Preface [Hot Topic: G Protein-Coupled Receptors (GPCRs) (Executive Editors: P.M. Sexton and A. Christopoulos)]

G protein-coupled receptors (GPCRs) comprise the largest class of cell surface receptor proteins and represent the major targets for currently used therapeutic agents. This issue of Current Pharmaceutical Design is the inaugural publication of a series devoted to GPCRs that will broadly deal with the utility of this receptor class in drug development. This issue contains invited review articles from preeminent researchers in the field. In their article, Graeme Milligan and colleagues [1] explore the utility of GPCR-fusion proteins in drug discovery. The paper discusses the wide range of potentially useful fusion partners, from fluorescent proteins and reporter genes through to specific G proteins, and how these can be used in assays of receptor activation and other aspects of receptor function including internalization and interaction with other proteins. The article also looks at the use of modified proteins that can engender increased constitutive receptor activity and how these may be useful for screening for inverse agonists. The article of Arthur Christopoulos and colleagues [2] looks at the potential of allosteric drugs acting at GPCRs.

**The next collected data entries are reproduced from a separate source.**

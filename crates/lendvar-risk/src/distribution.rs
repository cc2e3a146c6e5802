//! Shortfall distribution and tail statistics.
//!
//! VaR estimates the loss not exceeded at a given confidence level over the
//! simulation horizon. Here the loss is the protocol-wide bad debt of a
//! scenario, and VaR is read off the empirical distribution.

use lendvar_math::statistics::{mean, percentile_sorted};
use serde::{Deserialize, Serialize};

use crate::error::{RiskError, RiskResult};

/// Value at Risk result
#[derive(Debug, Clone, Copy, PartialEq, Serialize, Deserialize)]
pub struct VaRResult {
    /// The VaR value: a currency amount for Monte Carlo, a return fraction
    /// for parametric estimates.
    pub var: f64,
    /// Confidence level in percent (e.g. 99.9)
    pub confidence_pct: f64,
    /// Time horizon in days
    pub horizon_days: u32,
    /// Method used for calculation
    pub method: VaRMethod,
}

/// VaR calculation method
#[derive(Debug, Clone, Copy, PartialEq, Eq, Serialize, Deserialize)]
pub enum VaRMethod {
    /// Parametric (normal quantile times volatility)
    Parametric,
    /// Monte Carlo simulation
    MonteCarlo,
}

impl std::fmt::Display for VaRResult {
    fn fmt(&self, f: &mut std::fmt::Formatter<'_>) -> std::fmt::Result {
        match self.method {
            VaRMethod::MonteCarlo => write!(
                f,
                "VaR({}%, {}d): ${:.2}",
                self.confidence_pct, self.horizon_days, self.var
            ),
            VaRMethod::Parametric => write!(
                f,
                "VaR({}%, {}d): {:.4}%",
                self.confidence_pct,
                self.horizon_days,
                self.var * 100.0
            ),
        }
    }
}

/// Tail statistics of a shortfall distribution.
#[derive(Debug, Clone, Copy, PartialEq, Serialize, Deserialize)]
pub struct TailRiskSummary {
    /// Shortfall at `confidence_pct`.
    pub var: f64,
    /// Confidence level in percent.
    pub confidence_pct: f64,
    /// Mean shortfall.
    pub mean: f64,
    /// Largest shortfall observed.
    pub max: f64,
    /// Number of scenarios.
    pub scenarios: usize,
}

/// Equal-width histogram of a distribution.
#[derive(Debug, Clone, PartialEq, Serialize, Deserialize)]
pub struct Histogram {
    /// `bins + 1` ascending bin edges.
    pub edges: Vec<f64>,
    /// Observation count per bin; the last bin includes its right edge.
    pub counts: Vec<usize>,
}

/// Protocol shortfall of every scenario of a run, in scenario order.
///
/// Serializes as the plain list of shortfalls.
#[derive(Debug, Clone, PartialEq, Serialize, Deserialize)]
#[serde(try_from = "Vec<f64>", into = "Vec<f64>")]
pub struct ShortfallDistribution {
    values: Vec<f64>,
    sorted: Vec<f64>,
}

impl TryFrom<Vec<f64>> for ShortfallDistribution {
    type Error = RiskError;

    fn try_from(values: Vec<f64>) -> RiskResult<Self> {
        Self::new(values)
    }
}

impl From<ShortfallDistribution> for Vec<f64> {
    fn from(distribution: ShortfallDistribution) -> Self {
        distribution.values
    }
}

impl ShortfallDistribution {
    /// Wraps per-scenario shortfalls.
    ///
    /// Fails on an empty input or on any negative or non-finite value.
    pub fn new(values: Vec<f64>) -> RiskResult<Self> {
        if values.is_empty() {
            return Err(RiskError::InsufficientData(
                "shortfall distribution has no scenarios".to_string(),
            ));
        }
        if let Some((i, v)) = values
            .iter()
            .enumerate()
            .find(|(_, v)| !v.is_finite() || **v < 0.0)
        {
            return Err(RiskError::InvalidInput(format!(
                "scenario {i} has shortfall {v}; shortfalls must be finite and non-negative"
            )));
        }

        let mut sorted = values.clone();
        sorted.sort_by(f64::total_cmp);
        Ok(Self { values, sorted })
    }

    /// Shortfalls in scenario order.
    pub fn values(&self) -> &[f64] {
        &self.values
    }

    /// Number of scenarios.
    pub fn len(&self) -> usize {
        self.values.len()
    }

    /// Always false: a distribution has at least one scenario.
    pub fn is_empty(&self) -> bool {
        self.values.is_empty()
    }

    fn sorted(&self) -> &[f64] {
        &self.sorted
    }

    /// Shortfall at confidence `confidence_pct` (percent, in `[0, 100]`),
    /// interpolated linearly between order statistics.
    pub fn var(&self, confidence_pct: f64) -> RiskResult<f64> {
        if !(0.0..=100.0).contains(&confidence_pct) {
            return Err(RiskError::InvalidInput(format!(
                "confidence must be within [0, 100] percent, got {confidence_pct}"
            )));
        }
        Ok(percentile_sorted(self.sorted(), confidence_pct)?)
    }

    /// Mean shortfall.
    pub fn mean(&self) -> f64 {
        mean(&self.values).unwrap_or(0.0)
    }

    /// Largest shortfall.
    pub fn max(&self) -> f64 {
        self.sorted().last().copied().unwrap_or(0.0)
    }

    /// VaR, mean and max at `confidence_pct`.
    pub fn summary(&self, confidence_pct: f64) -> RiskResult<TailRiskSummary> {
        Ok(TailRiskSummary {
            var: self.var(confidence_pct)?,
            confidence_pct,
            mean: self.mean(),
            max: self.max(),
            scenarios: self.len(),
        })
    }

    /// VaR at `confidence_pct` tagged with its horizon.
    pub fn var_result(&self, confidence_pct: f64, horizon_days: u32) -> RiskResult<VaRResult> {
        Ok(VaRResult {
            var: self.var(confidence_pct)?,
            confidence_pct,
            horizon_days,
            method: VaRMethod::MonteCarlo,
        })
    }

    /// Counts of shortfalls in `bins` equal-width bins spanning the observed
    /// range. A distribution with a single distinct value is centred in a
    /// range of width one.
    pub fn histogram(&self, bins: usize) -> RiskResult<Histogram> {
        if bins == 0 {
            return Err(RiskError::InvalidInput(
                "histogram needs at least one bin".to_string(),
            ));
        }

        let sorted = self.sorted();
        let (mut lo, mut hi) = (sorted[0], sorted[sorted.len() - 1]);
        if lo == hi {
            lo -= 0.5;
            hi += 0.5;
        }

        let width = (hi - lo) / bins as f64;
        let edges: Vec<f64> = (0..=bins).map(|i| lo + width * i as f64).collect();
        let mut counts = vec![0; bins];
        for &v in &self.values {
            let bin = (((v - lo) / width) as usize).min(bins - 1);
            counts[bin] += 1;
        }

        Ok(Histogram { edges, counts })
    }
}

#[cfg(test)]
mod tests {
    use super::*;
    use approx::assert_relative_eq;

    fn dist(values: &[f64]) -> ShortfallDistribution {
        ShortfallDistribution::new(values.to_vec()).unwrap()
    }

    #[test]
    fn test_summary_statistics() {
        let d = dist(&[0.0, 0.0, 0.0, 10.0, 0.0, 0.0, 0.0, 0.0, 0.0, 90.0]);
        let summary = d.summary(99.9).unwrap();

        assert_eq!(summary.scenarios, 10);
        assert_relative_eq!(summary.mean, 10.0);
        assert_relative_eq!(summary.max, 90.0);
        // rank 8.991 between 10 and 90
        assert_relative_eq!(summary.var, 10.0 + 0.991 * 80.0, epsilon = 1e-9);
        assert_relative_eq!(d.var(50.0).unwrap(), 0.0);
        assert_relative_eq!(d.var(100.0).unwrap(), 90.0);
    }

    #[test]
    fn test_scenario_order_preserved() {
        let d = dist(&[3.0, 1.0, 2.0]);
        assert_eq!(d.values(), &[3.0, 1.0, 2.0]);
        assert_relative_eq!(d.var(0.0).unwrap(), 1.0);
    }

    #[test]
    fn test_invalid_inputs() {
        assert!(ShortfallDistribution::new(Vec::new()).is_err());
        assert!(ShortfallDistribution::new(vec![1.0, -0.5]).is_err());
        assert!(ShortfallDistribution::new(vec![f64::NAN]).is_err());

        let d = dist(&[1.0, 2.0]);
        assert!(d.var(-1.0).is_err());
        assert!(d.var(100.01).is_err());
        assert!(d.histogram(0).is_err());
    }

    #[test]
    fn test_histogram_counts_everything() {
        let d = dist(&[0.0, 1.0, 2.0, 3.0, 4.0, 5.0, 6.0, 7.0, 8.0, 10.0]);
        let h = d.histogram(5).unwrap();

        assert_eq!(h.edges.len(), 6);
        assert_relative_eq!(h.edges[0], 0.0);
        assert_relative_eq!(h.edges[5], 10.0);
        assert_eq!(h.counts, vec![2, 2, 2, 2, 2]);
        assert_eq!(h.counts.iter().sum::<usize>(), d.len());
    }

    #[test]
    fn test_histogram_degenerate_range() {
        let d = dist(&[0.0; 4]);
        let h = d.histogram(2).unwrap();
        assert_relative_eq!(h.edges[0], -0.5);
        assert_relative_eq!(h.edges[2], 0.5);
        assert_eq!(h.counts, vec![0, 4]);
    }

    #[test]
    fn test_json_is_plain_list() {
        let d = dist(&[2.0, 0.0, 1.5]);
        let json = serde_json::to_string(&d).unwrap();
        assert_eq!(json, "[2.0,0.0,1.5]");

        let back: ShortfallDistribution = serde_json::from_str(&json).unwrap();
        assert_relative_eq!(back.max(), 2.0);
        assert!(serde_json::from_str::<ShortfallDistribution>("[-1.0]").is_err());
    }

    #[test]
    fn test_var_result_display() {
        let d = dist(&[0.0, 100.0]);
        let result = d.var_result(50.0, 365).unwrap();
        assert_eq!(result.method, VaRMethod::MonteCarlo);
        assert_eq!(result.to_string(), "VaR(50%, 365d): $50.00");
    }
}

The paper discusses the potential therapeutic advantages of this class of drugs, some of the difficulties that can be encountered in drug screening and experimental and analytical methods that can be used to specifically identify drugs that act allosterically. In his article, Bill Messer [3] examines the development and utility of bivalent ligands as drugs for GPCRs. The paper discusses how these compounds can provide novel drug leads, both agonist and antagonist, that have improved receptor subtype specificity while maintaining high receptor affinity. The final two articles are comprehensive analyses of structural and functional aspects of small molecule compounds acting at either the adenosine A1 receptor or the CCR5 and CXCR4 chemokine receptors. Sally Hutchinson and Peter Scammells [4] explore the development and utility of agonist and partial agonist drugs that target the A1 receptor, including discussion of alternative pharmacophore models. The article of Christoph Seibert and Tom Sakmar [5] discusses antagonists of the CCR5 and CXCR4 receptors as promising new anti-HIV drugs and includes recent insights on how the small molecule compounds interact with each of these receptors. We are grateful to each of our contributors for their effort and also their patience in the preparation of this inaugural issue.